We’ll begin by looking at different types of nephrolithiasis
or in other words, calcium stones being the most common, is that clear?
So once again, calcium stones will be by far the most common
and then with calcium stones, we will then divide this into two different subtypes
but of all the kidney stones that we’ll take a look at,
calcium stones, uric acid stones, cystine stones,
your struvite stones, calcium by far is the most common.
Now, in the table that we see here and the ones that are to come,
we shall then divide this into content of this stone.
Well, how exactly, what is precipitating?
What this may then look like on your x-ray which is incredibly important,
CT becomes important urine type of crystals if present and then a few comments.
Calcium’s where we are.
Your focus is calcium oxalate.
Also keep in mind that there is hypocitraturia.
Hypo, we’re in the urine, take a look at the suffix.
On x-ray if you were to take a look at a calcium stone, you can predict.
Well, most times when you find calcium nodule,
let’s say that it was up in the lung or wherever it may be
or if it’s calcium in the pancreas, you can expect it to be radiopaque.
And so that should be of no surprise.
On a CT, you find it to be radiopaque as well.
Now, there are different patterns here and the patterns are important.
The patterns that you’d find with calcium oxalate specifically
would either be a dumbbell or what you’re seeing down here
is going to be something like an envelope.
Sometimes referred to as being a coffin shaped calcium oxalate.
The most common stone it is hypocitraturia is associated with decreased urinary pH,
that’s important for you to pay attention to,
results from ethylene glycol which is - take a look at the number of E’s,
the letter E’s that you have in ethylene.
Conveniently, there are three.
There are conveniently three E’s in the word freeze, use that to your advantage please.
So antifreeze, what does that mean?
The individual was well, during the summertime,
adolescence tend to consume things that are rather peculiar.
Antifreeze, I guess it looks cool, and so they consume it
and so therefore, may result in calcium oxalate
but understand though, this could just be a genetic issue.
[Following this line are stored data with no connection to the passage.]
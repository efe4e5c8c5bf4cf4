use bikeshop_core::{Bike, BikeType, Carbon, DeletePolicy, EntityId, Owner, Repository, Revision};
use bikeshop_store::{SqliteStore, StoreConfig};
use chrono::NaiveDate;
use tempfile::TempDir;

/// A store backed by a file in a temp directory that lives as long as it
#[allow(dead_code)]
pub struct TempStore {
    pub dir: TempDir,
    pub config: StoreConfig,
    pub store: SqliteStore,
}

#[allow(dead_code)]
pub fn temp_store(policy: DeletePolicy) -> TempStore {
    let dir = TempDir::new().expect("Failed to create temp dir");
    let config = StoreConfig::at_path(dir.path().join("bikeshop.db")).with_delete_policy(policy);
    let store = SqliteStore::open(&config).expect("Failed to open store");
    TempStore { dir, config, store }
}

#[allow(dead_code)]
pub fn sample_owner() -> Owner {
    Owner::new("Joan", "Puig", "612345678", "joan@example.com")
}

#[allow(dead_code)]
pub fn sample_bike(owner: Owner) -> Bike {
    Bike::new("Orbea", "Orca", 2020, 7.8, BikeType::Road, Carbon::Yes, owner)
}

#[allow(dead_code)]
pub fn sample_revision(bike: Bike) -> Revision {
    let date = NaiveDate::from_ymd_opt(2024, 3, 15).unwrap();
    Revision::new(date, "Cambio Cadena", 35.5, bike)
}

#[allow(dead_code)]
pub struct Seeded {
    pub owner_id: EntityId,
    pub bike_id: EntityId,
    pub revision_id: EntityId,
}

/// Save an owner, one bike and one revision
#[allow(dead_code)]
pub fn seed(store: &mut SqliteStore) -> Seeded {
    let mut owner = sample_owner();
    let owner_id = Repository::<Owner>::save(store, &mut owner).unwrap();
    let mut bike = sample_bike(owner);
    let bike_id = Repository::<Bike>::save(store, &mut bike).unwrap();
    let mut revision = sample_revision(bike);
    let revision_id = Repository::<Revision>::save(store, &mut revision).unwrap();
    Seeded {
        owner_id,
        bike_id,
        revision_id,
    }
}

#[allow(dead_code)]
pub fn seeded_store(policy: DeletePolicy) -> (SqliteStore, Seeded) {
    let mut store = SqliteStore::open_in_memory(policy).expect("Failed to open store");
    let seeded = seed(&mut store);
    (store, seeded)
}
Is that clear?
Some people just have a predisposition to develop such stones.
Also, vitamin C abuse seems to be somehow associated with development of calcium oxalate.
If I were you, I would know that as being part of a clinical manifestation.
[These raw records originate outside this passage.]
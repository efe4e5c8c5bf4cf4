//! Database connection management
//!
//! Provides utilities for opening and managing SQLite connections

use std::path::Path;
use std::time::Duration;

use rusqlite::Connection;

use crate::errors::{from_rusqlite, from_rusqlite_op, Result};

/// Open a SQLite database at the given path, creating the file if needed
pub fn open<P: AsRef<Path>>(path: P) -> Result<Connection> {
    Connection::open(path).map_err(|e| from_rusqlite_op("open", e))
}

/// Open an in-memory SQLite database (for testing)
pub fn open_in_memory() -> Result<Connection> {
    Connection::open_in_memory().map_err(|e| from_rusqlite_op("open", e))
}

/// Configure a connection for use by the store
///
/// Foreign keys are off by default in SQLite and must be enabled on every
/// connection.
pub fn configure(conn: &Connection, busy_timeout_ms: u64) -> Result<()> {
    conn.pragma_update(None, "foreign_keys", "ON")
        .map_err(from_rusqlite)?;

    conn.busy_timeout(Duration::from_millis(busy_timeout_ms))
        .map_err(from_rusqlite)?;

    Ok(())
}

/// Switch a file-backed database to WAL journaling
///
/// Returns the journal mode now in effect. In-memory databases stay in
/// "memory" mode whatever is asked.
pub fn enable_wal(conn: &Connection) -> Result<String> {
    conn.query_row("PRAGMA journal_mode = WAL", [], |row| row.get(0))
        .map_err(from_rusqlite)
}

/// True when foreign key enforcement is active on this connection
pub fn foreign_keys_enabled(conn: &Connection) -> Result<bool> {
    conn.query_row("PRAGMA foreign_keys", [], |row| row.get::<_, i64>(0))
        .map(|v| v == 1)
        .map_err(from_rusqlite)
}

#[cfg(test)]
mod tests {
    use super::*;

    #[test]
    fn test_configure_enables_foreign_keys() {
        let conn = open_in_memory().unwrap();
        // The bundled build may default enforcement on; start from off
        conn.execute_batch("PRAGMA foreign_keys = OFF").unwrap();
        assert!(!foreign_keys_enabled(&conn).unwrap());
        configure(&conn, 1000).unwrap();
        assert!(foreign_keys_enabled(&conn).unwrap());
    }
}
//! Bikeshop Store - SQLite persistence for owners, bikes and revisions
//!
//! Provides:
//! - `StoreConfig`, loaded from code, a TOML file, or the environment
//! - Connection setup with foreign keys enforced
//! - Embedded SQL migrations with checksum verification
//! - `SqliteStore`, implementing the repository contract for all entities

pub mod config;
pub mod db;
pub mod errors;
pub mod migrations;
pub mod repo;

// Re-export key types
pub use config::{ConfigError, StoreConfig};
pub use errors::Result;
pub use repo::SqliteStore;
Now, whatever you wanna tell your patients in your clinical practice, you may do so
but please note in medicine, that is important for us to take with us or hold on to.
What is the other type?
Oh, we have the calcium phosphate.
Whenever we hear about phosphate,
you should be thinking about your pH becoming alkaline.
Alkaline, whereas if it’s calcium oxalate, because of hypocitraturia,
it is decreased urinary pH.
That is a huge point to distinguish between the two subtypes of calcium stones.
Here, the rest of it, pretty much the same, radiopaque, radiopaque imaging study,
let it be CT or x-ray and the crystal here is wedge-shaped.
Now, here, what are the type of treatment modes that you wanna keep in mind?
Interesting enough, here’s a diuretic.
So here’s calcium stones that you have
but why would a diuretic come in handy here?
It’s not that the diuretic is being used to try to flush out the stone, is that clear?
Once again, listen, you’re not using the diuretics,
specifically, thiazide here to flush out the stone.
You were specifically using your thiazide because think about where it works.
Your thiazide sensitive receptors on the distal convoluted tubule
responsible for normally well, it inhibits a certain chloride channel, correct?
Sodium chloride channel and behaves like a diuretic.
That’s not what you’re going for here.
You have too much calcium in the urine, so what do you think this thiazide does?
Yes, it actually removes the calcium.
So if you’re familiar with it, fantastic, if you weren’t, get familiar with it real quick.
Thiazides remove calcium from the urine.
Now, very rarely clinically would you find a patient
who’s taken a thiazide that results in hypercalcemia.
I can tell you that clinically.
However, if you do have a patient that concomitantly
also has a PTH problem, something like a primary hyperparathyroidism,
obviously, that’s going to exacerbate the issue, is that clear?
Next, low sodium, and here’s citrate as well.
Those things that you wanna keep in mind when dealing with calcium stones.
Think about hypercitraturia, this is something that for the most about the citrate
but then obviously be more in your plasma.
So look for treatment here being thiazides, low sodium, and low citrate.